Running dual block producers to produce forks

7.4d4 · 25 April 2022 00:07

I just noticed that Pool: “P2P Validator #3” (P2P3) seems to be regularly producing forks.

You can see this via pooltool.io for the current epoch via this link:
Cardano PoolTool - The most comprehensive staking statistics for Cardano on the web.

If you click on the various blocks they have produced, you will see that they are producing many forks. 5 of 11 blocks so far this epoch have resulted in forks.

For example, here are the first, second and fifth blocks “P2P Validator #3” produced this epoch:

BlockNo	Pool Name			SlotNo  Block Hash
7150131	P2P Validator #3	32529	5b61c8caaaa8646ebf37ad402527a4732b82817f52170b67c12364c57385dfdc
7150131	P2P Validator #3	32529	2f5fe0cee3511a4ab43ffc7f7d927d1a2481fb9541eae08e579de768656ac53d

7151154	P2P Validator #3	53675	6d0ad8e3f83e6d83e2132fe20f9b73847d52ee0790ff0a4ab96c7f87f5f8c066
7151154	P2P Validator #3	53675	3e2fc3386080d293edf97ffab63c4f7627efd9e2d9255e44e08e76d168755071

7154970	P2P Validator #3	133877	a22bbe4e2041df29ddfe42fa0c4df3a9933e28e5ab117b9904dac94845e30ddc
7154970	P2P Validator #3	133877	449116af7e35a31457f620963bfd7f25473df3bd3e5cd3276a5bbb725ffa2055

Note that running backup (dual) block producers causes forks because each node maintains its own mempool. Therefore when both block producers produce a block, the blocks can differ by including different transactions.

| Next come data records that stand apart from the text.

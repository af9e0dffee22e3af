//! The request stubber (spec §3.1 "StubRegistry", §4.6 "Request Stubber").
//!
//! [`StubTransport`] implements [`crate::loader::transport::Transport`] itself, so
//! installing it on a [`crate::client::ClientBuilder`] intercepts every fetch with
//! no changes anywhere else in the pipeline — composition, redirects and the
//! validator chain all run exactly as they would against a real network.

pub mod delivery;
pub mod matcher;
pub mod responder;

use std::sync::{Arc, RwLock};

use async_trait::async_trait;
use futures_util::StreamExt;
use reqwest::header::HeaderMap;

use crate::error::HttpError;
use crate::loader::transport::{Transport, TransportDelegate, TransportOutcome};
use crate::loader::wire::WireRequest;
use crate::response::{Progress, ProgressOperation};
use crate::util::cancel::CancelHandle;
use matcher::Matcher;
use responder::{ResponseTime, StubResponse, StubResponseProvider};

/// A registered stub: every [`Matcher`] must match (AND) before `responder` is
/// consulted (spec §4.6 "AND-matchers").
pub struct StubRule {
    pub matchers: Vec<Matcher>,
    pub responder: Arc<dyn StubResponseProvider>,
}

/// A rule that marks matching requests as deliberately un-stubbed, so they fall
/// through to the registry's fallback transport (spec §4.6 "IgnoreRule").
pub struct IgnoreRule {
    pub matchers: Vec<Matcher>,
}

/// Holds every registered [`StubRule`]/[`IgnoreRule`] and resolves which applies
/// to a given request (spec §3.1 "StubRegistry", §4.6 "interception algorithm":
/// rules are tried in registration order, first match wins).
#[derive(Default)]
pub struct StubRegistry {
    rules: RwLock<Vec<StubRule>>,
    ignores: RwLock<Vec<IgnoreRule>>,
}

impl StubRegistry {
    pub fn new() -> Self {
        Self::default()
    }

    /// Registers a single-matcher stub returning a fixed response.
    pub fn register(&self, matcher: Matcher, response: StubResponse) {
        self.register_rule(StubRule {
            matchers: vec![matcher],
            responder: Arc::new(responder::StaticProvider(response)),
        });
    }

    pub fn register_rule(&self, rule: StubRule) {
        self.rules.write().expect("stub registry lock poisoned").push(rule);
    }

    pub fn ignore(&self, matcher: Matcher) {
        self.ignore_rule(IgnoreRule {
            matchers: vec![matcher],
        });
    }

    pub fn ignore_rule(&self, rule: IgnoreRule) {
        self.ignores.write().expect("stub registry lock poisoned").push(rule);
    }

    /// `true` if `wire` matches a registered [`IgnoreRule`] — ignore rules take
    /// precedence over stub rules, even if a stub rule would also match.
    fn is_ignored(&self, wire: &WireRequest, body: &[u8]) -> bool {
        let ignores = self.ignores.read().expect("stub registry lock poisoned");
        ignores
            .iter()
            .any(|rule| rule.matchers.iter().all(|m| m.matches(wire, body)))
    }
}

/// A [`Transport`] that answers fetches from a [`StubRegistry`] instead of the
/// network, optionally falling through to a real transport for ignored requests.
pub struct StubTransport {
    registry: Arc<StubRegistry>,
    fallback: Option<Arc<dyn Transport>>,
}

impl StubTransport {
    pub fn new(registry: Arc<StubRegistry>) -> Self {
        Self {
            registry,
            fallback: None,
        }
    }

    pub fn with_fallback(registry: Arc<StubRegistry>, fallback: Arc<dyn Transport>) -> Self {
        Self {
            registry,
            fallback: Some(fallback),
        }
    }

    async fn deliver(
        &self,
        wire: &WireRequest,
        response: StubResponse,
        delegate: Arc<dyn TransportDelegate>,
        cancel: CancelHandle,
    ) -> Result<TransportOutcome, HttpError> {
        match response.response_time {
            ResponseTime::Immediate => {}
            ResponseTime::Delayed(duration) => {
                tokio::select! {
                    _ = cancel.cancelled() => return Err(HttpError::Cancelled),
                    _ = tokio::time::sleep(duration) => {}
                }
            }
            ResponseTime::Speed { bytes_per_second } => {
                let plan = delivery::plan_throttled_chunks(&response.body, bytes_per_second);
                let mut delivered = 0u64;
                let total = response.body.len() as u64;
                for (chunk, delay) in &plan {
                    tokio::select! {
                        _ = cancel.cancelled() => return Err(HttpError::Cancelled),
                        _ = tokio::time::sleep(*delay) => {}
                    }
                    delivered += chunk.len() as u64;
                    delegate.did_receive_data(chunk).await;
                    delegate
                        .download_did_write(Progress {
                            operation: ProgressOperation::Download,
                            current_bytes: delivered,
                            expected_bytes: Some(total),
                        })
                        .await;
                }
            }
        }

        Ok(TransportOutcome {
            status: response.status,
            headers: response.headers,
            body: response.body,
            file: None,
            url: wire.url.to_string(),
            metrics: crate::response::Metrics::default(),
        })
    }
}

#[async_trait]
impl Transport for StubTransport {
    async fn execute(
        &self,
        wire: &WireRequest,
        delegate: Arc<dyn TransportDelegate>,
        cancel: CancelHandle,
    ) -> Result<TransportOutcome, HttpError> {
        let body = match &wire.body {
            crate::request::body::SerializedBody::Bytes(bytes) => bytes.to_vec(),
            crate::request::body::SerializedBody::Stream(factory) => {
                let mut stream = (factory)();
                let mut collected = Vec::new();
                while let Some(chunk) = stream.next().await {
                    collected.extend_from_slice(&chunk.map_err(|e| HttpError::Network {
                        message: e.to_string(),
                        source: Some(Box::new(e)),
                    })?);
                }
                collected
            }
        };

        if self.registry.is_ignored(wire, &body) {
            return match &self.fallback {
                Some(transport) => transport.execute(wire, delegate, cancel).await,
                None => Err(HttpError::MatchStubNotFound {
                    method: wire.method.to_string(),
                    url: wire.url.to_string(),
                }),
            };
        }

        let responder = {
            let rules = self.registry.rules.read().expect("stub registry lock poisoned");
            let matched_rule = rules
                .iter()
                .find(|rule| rule.matchers.iter().all(|m| m.matches(wire, &body)));
            match matched_rule {
                Some(rule) => rule.responder.clone(),
                None => {
                    return Err(HttpError::MatchStubNotFound {
                        method: wire.method.to_string(),
                        url: wire.url.to_string(),
                    })
                }
            }
        };

        let response = responder.respond(wire, &body).await;
        self.deliver(wire, response, delegate, cancel).await
    }
}

#[allow(dead_code)]
fn _assert_header_map_type(_: HeaderMap) {}

#[cfg(test)]
mod tests {
    use super::*;
    use crate::loader::transport::NullDelegate;

    fn test_wire(url: &str) -> WireRequest {
        WireRequest {
            method: reqwest::Method::GET,
            url: reqwest::Url::parse(url).unwrap(),
            headers: HeaderMap::new(),
            body: crate::request::body::SerializedBody::Bytes(bytes::Bytes::new()),
            timeout: None,
            task_kind: crate::loader::wire::TaskKind::Data,
            security: None,
            partial_data: None,
        }
    }

    #[tokio::test]
    async fn matched_rule_returns_its_stub_response() {
        let registry = Arc::new(StubRegistry::new());
        registry.register(
            Matcher::url_exact("https://example.com/ping"),
            StubResponse::new(200, "pong", ResponseTime::Immediate),
        );
        let transport = StubTransport::new(registry);
        let wire = test_wire("https://example.com/ping");
        let outcome = transport
            .execute(&wire, Arc::new(NullDelegate), CancelHandle::new())
            .await
            .unwrap();
        assert_eq!(outcome.status, 200);
        assert_eq!(outcome.body, bytes::Bytes::from_static(b"pong"));
    }

    #[tokio::test]
    async fn unmatched_request_returns_match_stub_not_found() {
        let registry = Arc::new(StubRegistry::new());
        let transport = StubTransport::new(registry);
        let wire = test_wire("https://example.com/other");
        let result = transport
            .execute(&wire, Arc::new(NullDelegate), CancelHandle::new())
            .await;
        assert!(matches!(result, Err(HttpError::MatchStubNotFound { .. })));
    }

    #[tokio::test]
    async fn ignored_request_without_fallback_errors() {
        let registry = Arc::new(StubRegistry::new());
        registry.register(
            Matcher::url_exact("https://example.com/ping"),
            StubResponse::new(200, "pong", ResponseTime::Immediate),
        );
        registry.ignore(Matcher::url_exact("https://example.com/ping"));
        let transport = StubTransport::new(registry);
        let wire = test_wire("https://example.com/ping");
        let result = transport
            .execute(&wire, Arc::new(NullDelegate), CancelHandle::new())
            .await;
        assert!(matches!(result, Err(HttpError::MatchStubNotFound { .. })));
    }

    #[tokio::test]
    async fn and_matchers_all_must_match() {
        let registry = Arc::new(StubRegistry::new());
        registry.register_rule(StubRule {
            matchers: vec![
                Matcher::url_exact("https://example.com/ping"),
                Matcher::method(reqwest::Method::POST),
            ],
            responder: Arc::new(responder::StaticProvider(StubResponse::new(
                201,
                "created",
                ResponseTime::Immediate,
            ))),
        });
        let transport = StubTransport::new(registry);

        let get_wire = test_wire("https://example.com/ping");
        let result = transport
            .execute(&get_wire, Arc::new(NullDelegate), CancelHandle::new())
            .await;
        assert!(result.is_err());
    }
}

Forking like this causes other pools to lose blocks because their nodes have to pick one fork to build upon and both forks are valid. The nodes resolve the chain in the end according to “longest chain wins”. Those pools that happened to build on the other fork get their blocks orphaned.

How do we bring attention to this so that pool operators don’t run dual block producers?

Triton-pool · 25 April 2022 06:08

The best way to draw spo’s attention is to delegate to some other pool.

HeptaSean · 25 April 2022 06:24

Hmm, I doubt that we can reach enough of this concrete pool’s delegators and get them to be interested in these technical details to make a real difference.

Is there a legitimate reason, why a pool could produce a fork with itself?

Perhaps a CIP to build into the protocol that such forks are punished by letting the pool lose the block completely is wothwhile?

Neo_Spank · 25 April 2022 06:35

Hello @7.4d4

There was a discussion about this before. It turned out that many stake pool operators didn’t make their stand-by back up BP as a stand by. After they realized this they switched to back-up BP as a node.

Concern was that it helps them win block battles if they encounter any.

If anyone can contact that stake pool operator just let them know that both BPs are running. Maybe they are not aware of this.

This thread on how to set up back-up BP could be helpful:

7.4d4 · 25 April 2022 07:01

The problem is that the following pool operator who receives one of the blocks doesn’t know this until they receive the other block. Depending on slot timing, they may have already produced their block on top.

So very annoying and incompetent running of a stake pool. They do not deserve their delegators.

I guess the only consolation is that “input endorsers” will fix the problem of other pool operators getting orphaned blocks from this incompetence.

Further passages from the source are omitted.